//! Session state — current user identity and bearer token.
//!
//! ARCHITECTURE
//! ============
//! One `SessionStore` is shared (via `Arc`) between the API client and
//! whatever else reads auth state. Mutations are synchronous field swaps
//! under a single `RwLock`; storage mirroring happens outside the lock.
//! `logout` is idempotent, so overlapping 401 teardowns from concurrent
//! in-flight requests converge on the same cleared state.
//!
//! INVARIANT
//! =========
//! `user` is `Some` iff `token` is non-empty. The one tolerated exception
//! is [`SessionStore::restore`] over a corrupted user record, which keeps
//! the token and leaves the identity unset until the next login exchange.

#[cfg(test)]
#[path = "session_test.rs"]
mod session_test;

use std::sync::{Arc, PoisonError, RwLock, RwLockReadGuard, RwLockWriteGuard};

use crate::storage::SessionStorage;
use crate::types::{ROLE_ADMIN, User};

/// Storage key for the bearer token.
pub const TOKEN_KEY: &str = "cinema_token";
/// Storage key for the serialized user record.
pub const USER_KEY: &str = "cinema_user";

#[derive(Debug, Default)]
struct SessionState {
    user: Option<User>,
    token: String,
}

/// Single source of truth for the current authentication state.
pub struct SessionStore {
    state: RwLock<SessionState>,
    storage: Arc<dyn SessionStorage>,
}

impl SessionStore {
    /// Create an empty, unauthenticated store over the given storage.
    #[must_use]
    pub fn new(storage: Arc<dyn SessionStorage>) -> Self {
        Self {
            state: RwLock::new(SessionState::default()),
            storage,
        }
    }

    fn read(&self) -> RwLockReadGuard<'_, SessionState> {
        self.state.read().unwrap_or_else(PoisonError::into_inner)
    }

    fn write(&self) -> RwLockWriteGuard<'_, SessionState> {
        self.state.write().unwrap_or_else(PoisonError::into_inner)
    }

    /// Adopt a `(user, token)` pair from a successful login exchange.
    ///
    /// Both fields are replaced under one write guard, then mirrored to
    /// durable storage.
    pub fn set_auth(&self, user: User, token: String) {
        let record = serde_json::to_string(&user).ok();
        {
            let mut state = self.write();
            state.user = Some(user);
            state.token.clone_from(&token);
        }
        self.storage.set(TOKEN_KEY, &token);
        if let Some(record) = record {
            self.storage.set(USER_KEY, &record);
        }
    }

    /// Clear the session and remove the durable record. Idempotent.
    pub fn logout(&self) {
        {
            let mut state = self.write();
            state.user = None;
            state.token.clear();
        }
        self.storage.remove(TOKEN_KEY);
        self.storage.remove(USER_KEY);
    }

    /// Restore a prior session from durable storage, if one exists.
    ///
    /// Requires both keys to be present and the token to be non-empty;
    /// otherwise the current state is left untouched. A user record that no
    /// longer parses restores the token alone — callers must tolerate a
    /// token-present, identity-absent session until the next login.
    pub fn restore(&self) {
        let Some(token) = self.storage.get(TOKEN_KEY) else {
            return;
        };
        let Some(record) = self.storage.get(USER_KEY) else {
            return;
        };
        if token.is_empty() {
            return;
        }

        let user = match serde_json::from_str::<User>(&record) {
            Ok(user) => Some(user),
            Err(error) => {
                tracing::warn!(error = %error, "stored user record unreadable; restoring token only");
                None
            }
        };

        let mut state = self.write();
        state.token = token;
        state.user = user;
    }

    /// Snapshot of the current bearer token. Empty means no session.
    #[must_use]
    pub fn token(&self) -> String {
        self.read().token.clone()
    }

    /// Snapshot of the current user identity.
    #[must_use]
    pub fn user(&self) -> Option<User> {
        self.read().user.clone()
    }

    /// True when a bearer token is held.
    #[must_use]
    pub fn is_authenticated(&self) -> bool {
        !self.read().token.is_empty()
    }

    /// True when the current user carries the admin role marker.
    #[must_use]
    pub fn is_admin(&self) -> bool {
        self.read()
            .user
            .as_ref()
            .is_some_and(|user| user.role == ROLE_ADMIN)
    }
}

# TASK TO CARRY OUT
Reproduce, character for character, only the lines of the preceding data that start at the line with "state.user = Some(user);" and end at the line with "must tolerate a", both included.

# RESULT OF THIS EXERCISE
            state.user = Some(user);
            state.token.clone_from(&token);
        }
        self.storage.set(TOKEN_KEY, &token);
        if let Some(record) = record {
            self.storage.set(USER_KEY, &record);
        }
    }

    /// Clear the session and remove the durable record. Idempotent.
    pub fn logout(&self) {
        {
            let mut state = self.write();
            state.user = None;
            state.token.clear();
        }
        self.storage.remove(TOKEN_KEY);
        self.storage.remove(USER_KEY);
    }

    /// Restore a prior session from durable storage, if one exists.
    ///
    /// Requires both keys to be present and the token to be non-empty;
    /// otherwise the current state is left untouched. A user record that no
    /// longer parses restores the token alone — callers must tolerate a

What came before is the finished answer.